Task prompt - For the material below, count each line where the string "flush" appears, then return the total alone.

Given data -
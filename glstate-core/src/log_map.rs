/// Log map: per-command parameter formatting hints and bitmask groups
use std::collections::HashMap;
use std::fs;
use std::path::Path;

use log::debug;
use nom::{
    branch::alt,
    bytes::complete::tag,
    character::complete::{char, digit1, space1},
    combinator::{all_consuming, map, map_res, value},
    multi::many1,
    sequence::{delimited, pair, preceded, separated_pair},
    IResult,
};

use crate::enums::EnumConstant;
use crate::error::LogError;
use crate::header::identifier;

/// How a command parameter is rendered in a log line
#[derive(Debug, Clone, PartialEq, Eq)]
pub enum ParameterFormat {
    Plain,
    /// Integer replaced by its enumeration name
    Enum,
    /// Integer decoded as a combination of the group's bits
    Bitmask(String),
}

static PLAIN: ParameterFormat = ParameterFormat::Plain;

#[derive(Debug, Clone, PartialEq)]
enum Entry<'a> {
    Bitmask(&'a str, Vec<&'a str>),
    Command(&'a str, Vec<(usize, ParameterFormat)>),
}

fn parameter(input: &str) -> IResult<&str, (usize, ParameterFormat)> {
    separated_pair(
        map_res(digit1, |digits: &str| digits.parse::<usize>()),
        char(':'),
        alt((
            value(ParameterFormat::Enum, tag("enum")),
            map(delimited(tag("bitmask("), identifier, char(')')), |group: &str| {
                ParameterFormat::Bitmask(group.to_string())
            }),
        )),
    )(input)
}

fn entry(input: &str) -> IResult<&str, Entry<'_>> {
    alt((
        map(
            preceded(
                pair(tag("bitmask"), space1),
                pair(identifier, many1(preceded(space1, identifier))),
            ),
            |(group, constants)| Entry::Bitmask(group, constants),
        ),
        map(
            preceded(
                pair(tag("command"), space1),
                pair(identifier, many1(preceded(space1, parameter))),
            ),
            |(command, parameters)| Entry::Command(command, parameters),
        ),
    ))(input)
}

/// Formatting hints for logged commands
///
/// The source is line oriented, `#` starts a comment:
///
/// ```text
/// bitmask ClearBufferMask GL_COLOR_BUFFER_BIT GL_DEPTH_BUFFER_BIT
/// command glClear 0:bitmask(ClearBufferMask)
/// command glBindTexture 0:enum
/// ```
#[derive(Debug, Clone, Default, PartialEq)]
pub struct LogMap {
    commands: HashMap<String, HashMap<usize, ParameterFormat>>,
    bitmasks: HashMap<String, String>,
}

impl LogMap {
    pub fn new() -> Self {
        Self::default()
    }

    pub fn parse(source: &str) -> Result<Self, LogError> {
        let mut map = Self::new();

        for (index, text) in source.lines().enumerate() {
            let text = text
                .split_once('#')
                .map_or(text, |(before, _)| before)
                .trim();
            if text.is_empty() {
                continue;
            }

            let (_, parsed) = all_consuming(entry)(text).map_err(|err| LogError::LogMap {
                line: index + 1,
                message: err.to_string(),
            })?;
            match parsed {
                Entry::Bitmask(group, constants) => {
                    for constant in constants {
                        map.assign_bitmask(group, constant);
                    }
                }
                Entry::Command(command, parameters) => {
                    for (parameter, format) in parameters {
                        map.set_parameter_format(command, parameter, format);
                    }
                }
            }
        }

        debug!(
            "log map: {} commands, {} bitmask members",
            map.commands.len(),
            map.bitmasks.len()
        );
        Ok(map)
    }

    pub fn load(path: impl AsRef<Path>) -> Result<Self, LogError> {
        let path = path.as_ref();
        let source = fs::read_to_string(path).map_err(|source| LogError::Io {
            path: path.to_path_buf(),
            source,
        })?;
        Self::parse(&source)
    }

    pub fn set_parameter_format(&mut self, command: &str, parameter: usize, format: ParameterFormat) {
        self.commands
            .entry(command.to_string())
            .or_default()
            .insert(parameter, format);
    }

    /// Put `constant` in `group`; the first assignment of a constant wins.
    pub fn assign_bitmask(&mut self, group: &str, constant: &str) {
        self.bitmasks
            .entry(constant.to_string())
            .or_insert_with(|| group.to_string());
    }

    /// Format of the parameter at `index` of `command`; `Plain` if not listed.
    pub fn parameter_format(&self, command: &str, index: usize) -> &ParameterFormat {
        self.commands
            .get(command)
            .and_then(|parameters| parameters.get(&index))
            .unwrap_or(&PLAIN)
    }

    pub fn bitmask_of(&self, constant: &str) -> Option<&str> {
        self.bitmasks.get(constant).map(String::as_str)
    }

    /// Tag constants with the bitmask group this map assigns them to.
    /// Groups already present on a constant are kept.
    pub fn apply_bitmasks(&self, constants: Vec<EnumConstant>) -> Vec<EnumConstant> {
        constants
            .into_iter()
            .map(|mut constant| {
                if constant.bitmask.is_none() {
                    constant.bitmask = self.bitmask_of(&constant.name).map(str::to_string);
                }
                constant
            })
            .collect()
    }
}

/// Format used when no log map is available
pub(crate) fn plain() -> &'static ParameterFormat {
    &PLAIN
}
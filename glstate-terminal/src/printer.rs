/// Terminal output for decoded trace lines
use crossterm::{
    style::{Color, Print, ResetColor, SetForegroundColor},
    QueueableCommand,
};
use std::io::{self, Write};

/// Writes formatted calls, highlighting command names when color is enabled
pub struct TracePrinter<W: Write> {
    writer: W,
    color: bool,
}

impl<W: Write> TracePrinter<W> {
    pub fn new(writer: W, color: bool) -> Self {
        Self { writer, color }
    }

    /// Print a formatted call whose text starts with `name`
    pub fn print_call(&mut self, name: &str, line: &str) -> io::Result<()> {
        let arguments = line.strip_prefix(name).unwrap_or(line);
        let name = if arguments.len() == line.len() { "" } else { name };

        self.colored(Color::Yellow, name)?;
        self.writer.queue(Print(arguments))?;
        self.writer.queue(Print('\n'))?;
        Ok(())
    }

    /// Report a line that could not be decoded
    pub fn print_error(&mut self, line_number: usize, message: &str) -> io::Result<()> {
        self.colored(Color::Red, &format!("line {}: {}", line_number, message))?;
        self.writer.queue(Print('\n'))?;
        Ok(())
    }

    pub fn flush(&mut self) -> io::Result<()> {
        self.writer.flush()
    }

    pub fn into_inner(self) -> W {
        self.writer
    }

    fn colored(&mut self, color: Color, text: &str) -> io::Result<()> {
        if self.color {
            self.writer.queue(SetForegroundColor(color))?;
            self.writer.queue(Print(text))?;
            self.writer.queue(ResetColor)?;
        } else {
            self.writer.queue(Print(text))?;
        }
        Ok(())
    }
}
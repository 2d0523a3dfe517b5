/// Khronos log context: decodes enumeration values in logged API calls
use std::fmt;
use std::fs;
use std::path::Path;

use log::warn;

use crate::enums::EnumRegistry;
use crate::error::LogError;
use crate::header::parse_header;
use crate::log_map::{plain, LogMap, ParameterFormat};

/// Argument or return value of a logged command
#[derive(Debug, Clone, PartialEq)]
pub enum Arg {
    Null,
    Bool(bool),
    Int(i32),
    UInt(u32),
    Long(i64),
    ULong(u64),
    Float(f64),
    Pointer(usize),
    Str(String),
    StrArray(Vec<String>),
    Array(Vec<Arg>),
}

impl fmt::Display for Arg {
    fn fmt(&self, f: &mut fmt::Formatter<'_>) -> fmt::Result {
        match self {
            Arg::Null => write!(f, "null"),
            Arg::Bool(value) => write!(f, "{}", value),
            Arg::Int(value) => write!(f, "{}", value),
            Arg::UInt(value) => write!(f, "{}", value),
            Arg::Long(value) => write!(f, "{}", value),
            Arg::ULong(value) => write!(f, "{}", value),
            Arg::Float(value) => write!(f, "{}", value),
            Arg::Pointer(address) => write!(f, "0x{:08X}", address),
            Arg::Str(value) => write!(f, "{}", value),
            Arg::StrArray(items) => {
                let items: Vec<String> = items.iter().map(|item| item.replace('\n', "\\n")).collect();
                write!(f, "{{{}}}", items.join(","))
            }
            Arg::Array(items) => {
                let items: Vec<String> = items.iter().map(Arg::to_string).collect();
                write!(f, "{{{}}}", items.join(","))
            }
        }
    }
}

/// Enumeration tables and formatting hints for one API
#[derive(Debug, Clone, Default)]
pub struct LogContext {
    registry: EnumRegistry,
    log_map: Option<LogMap>,
}

impl LogContext {
    pub fn new(registry: EnumRegistry) -> Self {
        Self {
            registry,
            log_map: None,
        }
    }

    pub fn with_log_map(mut self, log_map: LogMap) -> Self {
        self.log_map = Some(log_map);
        self
    }

    /// Build a context from an API header and an optional log map.
    ///
    /// A log map that cannot be read or parsed is ignored with a warning; the
    /// context then formats every parameter plainly.
    pub fn load(header: impl AsRef<Path>, log_map: Option<&Path>) -> Result<Self, LogError> {
        let header = header.as_ref();
        let source = fs::read_to_string(header).map_err(|source| LogError::Io {
            path: header.to_path_buf(),
            source,
        })?;
        let constants = parse_header(&source)?;

        let log_map = match log_map.map(LogMap::load).transpose() {
            Ok(log_map) => log_map,
            Err(err) => {
                warn!("ignoring log map: {}", err);
                None
            }
        };

        let constants = match &log_map {
            Some(log_map) => log_map.apply_bitmasks(constants),
            None => constants,
        };

        Ok(Self {
            registry: EnumRegistry::from_constants(constants),
            log_map,
        })
    }

    pub fn registry(&self) -> &EnumRegistry {
        &self.registry
    }

    pub fn log_map(&self) -> Option<&LogMap> {
        self.log_map.as_ref()
    }

    /// Enumeration name of `value`, if it is a known plain enumeration
    pub fn enum_name(&self, value: i64) -> Option<&str> {
        self.registry.enum_name(value)
    }

    /// Format a command invocation as `name(arg, ...) = ret`
    pub fn format_command(
        &self,
        name: &str,
        return_value: Option<&Arg>,
        args: &[Arg],
    ) -> Result<String, LogError> {
        if name.is_empty() {
            return Err(LogError::EmptyCommandName);
        }

        let args: Vec<String> = args
            .iter()
            .enumerate()
            .map(|(index, arg)| self.format_arg(arg, self.parameter_format(name, index)))
            .collect();

        let mut line = format!("{}({})", name, args.join(", "));
        if let Some(return_value) = return_value {
            line.push_str(" = ");
            line.push_str(&self.format_arg(return_value, plain()));
        }
        Ok(line)
    }

    fn parameter_format(&self, name: &str, index: usize) -> &ParameterFormat {
        match &self.log_map {
            Some(log_map) => log_map.parameter_format(name, index),
            None => plain(),
        }
    }

    fn format_arg(&self, arg: &Arg, format: &ParameterFormat) -> String {
        let decoded = match (arg, format) {
            (Arg::Int(value), ParameterFormat::Enum) => {
                self.enum_name(i64::from(*value)).map(str::to_string)
            }
            (Arg::UInt(value), ParameterFormat::Enum) => {
                self.enum_name(i64::from(*value)).map(str::to_string)
            }
            // Masks are unsigned: reinterpret negative ints as their 32 bits
            (Arg::Int(value), ParameterFormat::Bitmask(group)) => {
                self.registry.format_bitmask(group, i64::from(*value as u32))
            }
            (Arg::UInt(value), ParameterFormat::Bitmask(group)) => {
                self.registry.format_bitmask(group, i64::from(*value))
            }
            _ => None,
        };

        decoded.unwrap_or_else(|| arg.to_string())
    }
}
/// Error types shared by the transform and logging halves of the library
use std::io;
use std::path::PathBuf;

use thiserror::Error;

use crate::matrix::MatrixType;

/// Failures raised by transform state assignment, derivation and stacking
#[derive(Debug, Clone, Copy, PartialEq, Eq, Error)]
pub enum TransformError {
    /// A matrix of the wrong kind or precision was assigned to a slot.
    #[error("{slot}: expected {expected}, found {found}")]
    TypeMismatch {
        slot: &'static str,
        expected: MatrixType,
        found: MatrixType,
    },
    /// A derived matrix was read before its inputs were set.
    #[error("unable to compute {slot}: {missing} is not set")]
    MissingPrerequisite {
        slot: &'static str,
        missing: &'static str,
    },
    #[error("state stack underflow")]
    StackUnderflow,
}

/// Failures raised while loading log sources or formatting calls
#[derive(Debug, Error)]
pub enum LogError {
    #[error("command name is empty")]
    EmptyCommandName,
    #[error("header line {line}: {message}")]
    Header { line: usize, message: String },
    #[error("log map line {line}: {message}")]
    LogMap { line: usize, message: String },
    #[error("unable to read {}: {source}", path.display())]
    Io {
        path: PathBuf,
        #[source]
        source: io::Error,
    },
}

Task solution - 2